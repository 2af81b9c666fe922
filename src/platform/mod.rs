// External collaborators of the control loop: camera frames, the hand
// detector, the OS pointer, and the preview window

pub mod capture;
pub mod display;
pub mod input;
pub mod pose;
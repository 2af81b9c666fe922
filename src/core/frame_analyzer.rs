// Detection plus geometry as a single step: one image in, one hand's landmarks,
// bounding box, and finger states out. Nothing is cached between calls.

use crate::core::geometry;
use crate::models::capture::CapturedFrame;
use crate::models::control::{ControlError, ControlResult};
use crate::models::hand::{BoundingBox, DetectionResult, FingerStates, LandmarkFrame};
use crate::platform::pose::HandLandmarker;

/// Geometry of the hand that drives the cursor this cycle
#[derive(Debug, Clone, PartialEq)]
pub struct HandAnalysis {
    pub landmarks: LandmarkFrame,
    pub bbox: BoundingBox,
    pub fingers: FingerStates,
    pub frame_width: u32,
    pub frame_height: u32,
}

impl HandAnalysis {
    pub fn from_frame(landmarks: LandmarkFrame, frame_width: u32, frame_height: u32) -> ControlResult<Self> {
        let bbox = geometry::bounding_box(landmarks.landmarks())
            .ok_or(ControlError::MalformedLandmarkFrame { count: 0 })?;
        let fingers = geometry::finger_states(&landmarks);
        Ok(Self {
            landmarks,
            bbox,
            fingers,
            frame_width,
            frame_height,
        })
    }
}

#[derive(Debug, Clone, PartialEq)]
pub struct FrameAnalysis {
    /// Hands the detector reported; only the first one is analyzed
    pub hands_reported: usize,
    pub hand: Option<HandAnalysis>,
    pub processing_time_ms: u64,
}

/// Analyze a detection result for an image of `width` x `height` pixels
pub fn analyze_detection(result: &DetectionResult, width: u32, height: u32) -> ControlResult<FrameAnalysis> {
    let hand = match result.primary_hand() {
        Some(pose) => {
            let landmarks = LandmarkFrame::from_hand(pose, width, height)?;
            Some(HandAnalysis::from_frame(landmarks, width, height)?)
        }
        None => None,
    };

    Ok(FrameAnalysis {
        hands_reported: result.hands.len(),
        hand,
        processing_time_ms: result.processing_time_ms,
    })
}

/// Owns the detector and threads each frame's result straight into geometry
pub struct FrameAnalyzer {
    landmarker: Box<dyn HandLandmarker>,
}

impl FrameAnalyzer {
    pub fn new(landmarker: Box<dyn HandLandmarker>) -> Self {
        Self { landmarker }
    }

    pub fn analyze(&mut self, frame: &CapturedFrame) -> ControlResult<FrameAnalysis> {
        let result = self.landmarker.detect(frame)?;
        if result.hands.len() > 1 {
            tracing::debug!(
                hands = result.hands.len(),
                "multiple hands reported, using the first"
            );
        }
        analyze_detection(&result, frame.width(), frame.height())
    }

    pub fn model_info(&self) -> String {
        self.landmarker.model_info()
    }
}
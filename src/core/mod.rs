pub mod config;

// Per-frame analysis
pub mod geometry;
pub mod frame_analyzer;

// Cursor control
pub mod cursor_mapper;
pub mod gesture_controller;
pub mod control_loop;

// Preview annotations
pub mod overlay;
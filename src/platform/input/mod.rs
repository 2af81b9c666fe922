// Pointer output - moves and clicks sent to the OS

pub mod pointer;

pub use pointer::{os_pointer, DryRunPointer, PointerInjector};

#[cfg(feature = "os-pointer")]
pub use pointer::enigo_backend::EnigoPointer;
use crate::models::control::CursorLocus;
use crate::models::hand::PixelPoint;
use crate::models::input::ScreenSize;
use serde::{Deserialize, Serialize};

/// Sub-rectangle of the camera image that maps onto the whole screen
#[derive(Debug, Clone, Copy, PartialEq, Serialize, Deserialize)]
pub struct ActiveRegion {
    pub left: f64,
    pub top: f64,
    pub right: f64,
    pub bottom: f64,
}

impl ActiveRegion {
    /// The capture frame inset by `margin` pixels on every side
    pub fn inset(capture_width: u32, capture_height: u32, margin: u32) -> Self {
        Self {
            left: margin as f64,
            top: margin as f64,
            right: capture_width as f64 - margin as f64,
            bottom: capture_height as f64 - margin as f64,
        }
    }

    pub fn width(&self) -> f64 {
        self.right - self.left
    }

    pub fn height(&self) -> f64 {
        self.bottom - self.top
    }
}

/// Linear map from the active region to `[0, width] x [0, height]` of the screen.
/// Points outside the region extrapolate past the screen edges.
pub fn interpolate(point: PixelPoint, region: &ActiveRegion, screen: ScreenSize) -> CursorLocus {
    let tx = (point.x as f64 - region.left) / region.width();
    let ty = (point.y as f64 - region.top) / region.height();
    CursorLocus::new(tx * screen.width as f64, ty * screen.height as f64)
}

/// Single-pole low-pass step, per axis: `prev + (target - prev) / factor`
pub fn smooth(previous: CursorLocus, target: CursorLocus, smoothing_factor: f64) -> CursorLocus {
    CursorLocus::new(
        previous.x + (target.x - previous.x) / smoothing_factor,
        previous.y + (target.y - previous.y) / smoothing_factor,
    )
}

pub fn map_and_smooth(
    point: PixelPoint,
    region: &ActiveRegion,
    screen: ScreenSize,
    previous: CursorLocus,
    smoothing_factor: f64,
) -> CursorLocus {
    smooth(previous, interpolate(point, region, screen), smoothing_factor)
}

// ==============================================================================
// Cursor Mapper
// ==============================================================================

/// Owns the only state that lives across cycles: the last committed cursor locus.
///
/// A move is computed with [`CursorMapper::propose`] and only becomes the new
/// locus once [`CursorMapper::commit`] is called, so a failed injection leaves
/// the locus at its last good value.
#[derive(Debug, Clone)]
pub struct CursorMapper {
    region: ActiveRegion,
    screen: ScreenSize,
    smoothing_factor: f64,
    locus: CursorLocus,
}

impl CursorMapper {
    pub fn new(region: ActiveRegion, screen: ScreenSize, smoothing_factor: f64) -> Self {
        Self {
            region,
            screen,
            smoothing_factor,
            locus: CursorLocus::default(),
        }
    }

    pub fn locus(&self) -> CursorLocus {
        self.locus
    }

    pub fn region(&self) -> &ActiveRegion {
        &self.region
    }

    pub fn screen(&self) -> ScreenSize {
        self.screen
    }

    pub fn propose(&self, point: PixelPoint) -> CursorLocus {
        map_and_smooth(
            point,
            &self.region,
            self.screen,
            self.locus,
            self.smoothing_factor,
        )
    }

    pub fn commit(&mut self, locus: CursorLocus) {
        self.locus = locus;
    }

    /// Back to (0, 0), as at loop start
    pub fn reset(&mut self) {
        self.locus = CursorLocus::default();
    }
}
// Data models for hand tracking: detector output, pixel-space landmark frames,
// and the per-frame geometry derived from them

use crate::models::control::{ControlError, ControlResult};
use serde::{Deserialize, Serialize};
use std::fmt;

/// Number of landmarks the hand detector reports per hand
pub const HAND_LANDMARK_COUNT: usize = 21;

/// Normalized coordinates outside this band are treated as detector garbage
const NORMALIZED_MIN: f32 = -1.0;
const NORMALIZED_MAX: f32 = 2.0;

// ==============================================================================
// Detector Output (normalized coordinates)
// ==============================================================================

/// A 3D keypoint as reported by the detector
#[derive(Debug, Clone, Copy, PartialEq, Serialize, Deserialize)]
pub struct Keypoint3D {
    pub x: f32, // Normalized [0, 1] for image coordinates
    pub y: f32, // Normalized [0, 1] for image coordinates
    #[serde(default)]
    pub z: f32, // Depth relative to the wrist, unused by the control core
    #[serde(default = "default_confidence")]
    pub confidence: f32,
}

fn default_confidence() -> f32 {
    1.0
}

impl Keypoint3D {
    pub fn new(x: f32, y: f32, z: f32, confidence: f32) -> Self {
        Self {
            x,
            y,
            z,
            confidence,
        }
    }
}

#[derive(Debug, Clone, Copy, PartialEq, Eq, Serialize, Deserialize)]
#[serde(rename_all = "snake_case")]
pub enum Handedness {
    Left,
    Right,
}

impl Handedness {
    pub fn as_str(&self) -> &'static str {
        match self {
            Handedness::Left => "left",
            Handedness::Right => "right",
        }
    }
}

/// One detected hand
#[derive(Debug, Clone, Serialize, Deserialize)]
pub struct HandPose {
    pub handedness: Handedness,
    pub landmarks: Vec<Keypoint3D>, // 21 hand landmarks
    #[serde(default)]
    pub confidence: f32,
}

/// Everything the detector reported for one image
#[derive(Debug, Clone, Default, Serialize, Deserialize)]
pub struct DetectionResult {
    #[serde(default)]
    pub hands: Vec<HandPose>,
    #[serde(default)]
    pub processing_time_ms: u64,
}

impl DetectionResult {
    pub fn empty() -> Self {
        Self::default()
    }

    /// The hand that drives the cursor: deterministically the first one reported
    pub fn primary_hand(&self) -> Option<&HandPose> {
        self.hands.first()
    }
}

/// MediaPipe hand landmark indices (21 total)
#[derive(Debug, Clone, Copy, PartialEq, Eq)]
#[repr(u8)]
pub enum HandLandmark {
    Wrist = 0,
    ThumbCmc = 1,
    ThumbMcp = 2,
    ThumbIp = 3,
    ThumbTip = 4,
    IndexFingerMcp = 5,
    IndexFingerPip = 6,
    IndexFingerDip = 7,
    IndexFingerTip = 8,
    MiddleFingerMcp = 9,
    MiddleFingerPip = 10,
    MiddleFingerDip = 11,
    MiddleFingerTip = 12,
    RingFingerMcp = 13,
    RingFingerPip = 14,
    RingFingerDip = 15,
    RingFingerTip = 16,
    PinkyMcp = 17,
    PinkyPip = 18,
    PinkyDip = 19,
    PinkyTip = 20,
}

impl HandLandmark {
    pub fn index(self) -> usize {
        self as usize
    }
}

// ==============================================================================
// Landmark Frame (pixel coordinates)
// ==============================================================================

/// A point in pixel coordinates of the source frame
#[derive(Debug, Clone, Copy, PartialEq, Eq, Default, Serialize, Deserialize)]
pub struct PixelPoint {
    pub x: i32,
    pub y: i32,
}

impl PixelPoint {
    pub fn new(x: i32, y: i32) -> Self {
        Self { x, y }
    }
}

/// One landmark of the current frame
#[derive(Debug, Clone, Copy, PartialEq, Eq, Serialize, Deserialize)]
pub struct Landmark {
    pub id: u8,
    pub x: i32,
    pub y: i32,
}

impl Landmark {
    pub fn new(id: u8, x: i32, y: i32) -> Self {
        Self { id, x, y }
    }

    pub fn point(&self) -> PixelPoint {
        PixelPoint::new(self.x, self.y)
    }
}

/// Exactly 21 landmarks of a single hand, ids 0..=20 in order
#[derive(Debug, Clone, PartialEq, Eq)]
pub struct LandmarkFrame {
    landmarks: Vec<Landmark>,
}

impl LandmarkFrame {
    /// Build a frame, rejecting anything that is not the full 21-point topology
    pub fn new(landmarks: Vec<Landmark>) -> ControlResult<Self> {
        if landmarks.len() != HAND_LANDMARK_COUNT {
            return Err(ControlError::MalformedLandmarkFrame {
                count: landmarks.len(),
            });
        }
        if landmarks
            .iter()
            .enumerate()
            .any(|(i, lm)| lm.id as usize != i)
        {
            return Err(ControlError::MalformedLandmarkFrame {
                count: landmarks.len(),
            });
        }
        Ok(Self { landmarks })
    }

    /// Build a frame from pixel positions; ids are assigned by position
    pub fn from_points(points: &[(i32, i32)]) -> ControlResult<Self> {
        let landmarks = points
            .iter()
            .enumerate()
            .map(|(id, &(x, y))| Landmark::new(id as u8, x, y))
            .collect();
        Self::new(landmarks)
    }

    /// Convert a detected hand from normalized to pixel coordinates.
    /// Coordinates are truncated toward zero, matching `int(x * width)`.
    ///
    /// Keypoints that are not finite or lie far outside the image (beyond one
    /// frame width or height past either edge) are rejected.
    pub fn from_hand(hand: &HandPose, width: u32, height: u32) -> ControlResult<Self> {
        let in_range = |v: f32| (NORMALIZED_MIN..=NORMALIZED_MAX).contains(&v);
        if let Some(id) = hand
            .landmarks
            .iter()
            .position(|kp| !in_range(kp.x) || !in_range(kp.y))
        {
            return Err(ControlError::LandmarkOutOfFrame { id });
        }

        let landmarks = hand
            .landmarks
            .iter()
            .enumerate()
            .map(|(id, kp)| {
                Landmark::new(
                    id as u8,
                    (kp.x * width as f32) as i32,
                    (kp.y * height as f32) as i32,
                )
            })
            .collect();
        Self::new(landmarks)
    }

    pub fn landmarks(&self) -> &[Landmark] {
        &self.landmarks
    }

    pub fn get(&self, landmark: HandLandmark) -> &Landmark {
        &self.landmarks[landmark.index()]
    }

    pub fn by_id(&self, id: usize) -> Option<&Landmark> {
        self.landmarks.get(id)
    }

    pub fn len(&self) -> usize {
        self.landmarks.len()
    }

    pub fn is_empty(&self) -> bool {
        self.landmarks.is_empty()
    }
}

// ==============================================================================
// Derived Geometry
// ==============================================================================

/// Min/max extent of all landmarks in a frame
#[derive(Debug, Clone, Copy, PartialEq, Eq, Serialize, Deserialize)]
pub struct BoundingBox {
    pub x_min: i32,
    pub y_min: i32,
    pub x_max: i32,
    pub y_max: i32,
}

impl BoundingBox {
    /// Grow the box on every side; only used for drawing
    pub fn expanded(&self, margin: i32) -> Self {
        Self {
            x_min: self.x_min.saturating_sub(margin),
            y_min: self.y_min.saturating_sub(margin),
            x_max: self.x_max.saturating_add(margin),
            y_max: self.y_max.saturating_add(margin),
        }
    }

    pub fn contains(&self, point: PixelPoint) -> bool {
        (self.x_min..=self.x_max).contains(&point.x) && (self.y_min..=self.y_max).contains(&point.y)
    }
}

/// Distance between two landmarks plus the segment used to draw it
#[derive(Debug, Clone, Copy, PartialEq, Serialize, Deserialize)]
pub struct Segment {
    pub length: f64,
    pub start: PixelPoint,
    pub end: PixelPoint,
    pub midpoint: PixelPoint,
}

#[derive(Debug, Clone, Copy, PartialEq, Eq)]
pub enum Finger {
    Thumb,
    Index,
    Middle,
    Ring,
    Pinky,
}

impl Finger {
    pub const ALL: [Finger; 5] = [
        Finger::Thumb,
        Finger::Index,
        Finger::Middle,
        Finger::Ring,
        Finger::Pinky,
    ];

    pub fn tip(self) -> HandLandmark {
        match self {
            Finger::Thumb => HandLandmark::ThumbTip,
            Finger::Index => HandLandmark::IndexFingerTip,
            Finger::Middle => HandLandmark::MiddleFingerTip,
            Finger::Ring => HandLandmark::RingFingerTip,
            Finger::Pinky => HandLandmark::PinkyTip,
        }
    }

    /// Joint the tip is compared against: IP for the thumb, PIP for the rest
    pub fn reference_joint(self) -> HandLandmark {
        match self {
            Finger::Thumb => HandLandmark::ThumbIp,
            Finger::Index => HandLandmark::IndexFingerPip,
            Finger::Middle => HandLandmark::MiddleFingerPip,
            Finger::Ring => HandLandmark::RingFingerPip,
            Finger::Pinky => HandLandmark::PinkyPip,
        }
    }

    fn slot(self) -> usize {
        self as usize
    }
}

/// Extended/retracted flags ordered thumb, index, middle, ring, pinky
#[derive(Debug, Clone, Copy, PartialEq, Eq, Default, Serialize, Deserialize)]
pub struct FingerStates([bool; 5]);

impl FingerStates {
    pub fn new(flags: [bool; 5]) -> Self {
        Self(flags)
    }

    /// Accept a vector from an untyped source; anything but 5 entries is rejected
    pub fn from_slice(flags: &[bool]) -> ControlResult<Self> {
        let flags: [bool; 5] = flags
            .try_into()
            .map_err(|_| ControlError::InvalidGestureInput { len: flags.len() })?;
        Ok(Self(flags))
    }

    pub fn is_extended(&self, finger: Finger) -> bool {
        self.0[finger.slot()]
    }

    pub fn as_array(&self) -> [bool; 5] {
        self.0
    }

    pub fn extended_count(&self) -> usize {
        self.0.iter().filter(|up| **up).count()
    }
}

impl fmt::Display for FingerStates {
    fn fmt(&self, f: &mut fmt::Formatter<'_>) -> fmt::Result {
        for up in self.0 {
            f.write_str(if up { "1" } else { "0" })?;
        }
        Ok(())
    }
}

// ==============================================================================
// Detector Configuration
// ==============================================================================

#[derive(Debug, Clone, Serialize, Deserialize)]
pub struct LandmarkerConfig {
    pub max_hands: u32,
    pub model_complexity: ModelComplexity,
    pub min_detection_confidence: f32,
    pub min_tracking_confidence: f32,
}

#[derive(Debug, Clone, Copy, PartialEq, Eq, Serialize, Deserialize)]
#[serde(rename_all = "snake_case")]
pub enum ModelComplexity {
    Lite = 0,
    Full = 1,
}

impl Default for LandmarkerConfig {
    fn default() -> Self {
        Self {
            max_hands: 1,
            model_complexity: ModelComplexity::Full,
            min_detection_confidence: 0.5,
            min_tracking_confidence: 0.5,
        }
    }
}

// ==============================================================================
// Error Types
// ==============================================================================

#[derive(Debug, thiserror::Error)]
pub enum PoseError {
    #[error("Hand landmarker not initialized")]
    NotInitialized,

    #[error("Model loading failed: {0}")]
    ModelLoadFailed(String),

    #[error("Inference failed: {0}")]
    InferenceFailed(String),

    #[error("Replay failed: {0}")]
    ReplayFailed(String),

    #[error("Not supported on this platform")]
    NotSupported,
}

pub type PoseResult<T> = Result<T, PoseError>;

* [Task instructions]
When the line with "pub fn model_info(&self)" is reached in the data above, begin copying, and stop after the line with "sent to the OS"; copy each line exactly, both ends included.

* [Your solution]
    pub fn model_info(&self) -> String {
        self.landmarker.model_info()
    }
}
filename src/core/mod.rs
pub mod config;

// Per-frame analysis
pub mod geometry;
pub mod frame_analyzer;

// Cursor control
pub mod cursor_mapper;
pub mod gesture_controller;
pub mod control_loop;

// Preview annotations
pub mod overlay;
filename src/platform/input/mod.rs
repository 2af81b9c666fe922
// Pointer output - moves and clicks sent to the OS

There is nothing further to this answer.